If tens of millions of people are in need of urgent assistance every year, this still suggests that, however telegenic are humanitarian crises, they don’t represent the biggest challenges of global poverty. More than 16 percent of children born in Africa die before their fifth birthday, for example. Around a billion people worldwide are malnourished….The considerable majority of extreme human suffering occurs outside of what is commonly recognized as a crisis situation.
Kenny explains in that article that humanitarian emergencies are often rightly followed by new emergency assistance — even as development aid to address the endemic problem of global poverty languishes. Thanks partly to the Great Recession, government development assistance is certainly down from peak levels earlier this decade.
Americans like to consider themselves a charitable people — particularly at this time of year.

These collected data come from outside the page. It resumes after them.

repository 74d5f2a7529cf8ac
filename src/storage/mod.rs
//! Persisted key-value storage for the session token and user record.
//!
//! The coordinator and the HTTP client only see the [`KeyValueStore`] trait;
//! the backing mechanism (keychain, file, memory) is opaque to them. Values are
//! stored verbatim and must never be logged since the token entry is a bearer
//! credential.

use std::future::Future;
use thiserror::Error;

mod file;
mod memory;

pub use file::FileStore;
pub use memory::MemoryStore;

/// Key holding the opaque bearer token.
pub const TOKEN_KEY: &str = "auth_token";
/// Key holding the JSON-encoded user record.
pub const USER_KEY: &str = "auth_user";

#[derive(Debug, Error)]
pub enum StorageError {
    #[error("storage io error: {0}")]
    Io(#[from] std::io::Error),
    #[error("storage encoding error: {0}")]
    Encoding(#[from] serde_json::Error),
    #[error("storage unavailable: {0}")]
    Unavailable(String),
}

/// Asynchronous string key-value store.
pub trait KeyValueStore: Send + Sync {
    /// Returns the stored value, or `None` when the key is absent.
    fn get(&self, key: &str) -> impl Future<Output = Result<Option<String>, StorageError>> + Send;

    /// Stores `value` under `key`, replacing any previous value.
    fn set(&self, key: &str, value: &str) -> impl Future<Output = Result<(), StorageError>> + Send;

    /// Removes `key`. Removing an absent key is not an error.
    fn delete(&self, key: &str) -> impl Future<Output = Result<(), StorageError>> + Send;
}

Indeed, Giving USA Foundation reports that Americans give away over $300 billion annually, which is over 2% of GDP. And it amounts to a lot of cash. Jeffrey Sachs has been saying for years that global poverty could be eradicated for about $200 to $250 billion per year.
However, close scrutiny reveals that individual charitable giving by Americans does not typically go to causes that help the global poor — or national poor, for that matter. In the December 6 issue of The Nation, CUNY Graduate Center History Professor David Nasaw asks, “Where does this money go?”

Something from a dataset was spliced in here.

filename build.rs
fn main() {
    built::write_built_file().expect("Failed to acquire build-time information");
}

Some to disaster relief or to feed, clothe and shelter the poor—but not very much. Former Labor Secretary Robert Reich claims that only about 10 percent of charitable giving goes to the poor and needy. A third goes to religious organizations; 13 percent to education; 7 percent to hospitals, healthcare organizations and research; 4 percent to arts and culture; 3 percent to international peace and relief efforts; 2 percent to environmental and animal-related causes.
Although it is never easy to quantify giving, closer scrutiny of individual, as opposed to foundation, funding indicates that much of it goes to causes that directly or indirectly benefit the donors. Individual donors are more likely to give to the church or synagogue they or members of their families attend, to their alma maters, their children’s private schools and the museums and cultural institutions they patronize.
I am not sure of the precise NGO or IO targets for charitable giving to alleviate global poverty, but I am certain that this issue should be a higher priority for individual donors like you and me — though Nasaw points out that the 3.1% of Americans earning $200,000 or more annually (or who hold assets above $1 million) give about 70% of the $300 billion US total.
I guess that means we need to convince affluent people to be less selfish in their annual giving.
One last note. Nasaw points out that thanks to the US tax code, “every $100 donated to charity by a high-income person means $35 less to the Treasury.” He is not trying to sound like a Grinch (or perhaps a Scrooge), but if affluent people could not deduct their private donations, the US Treasury would have nearly $75 billion potentially to use in the public interest.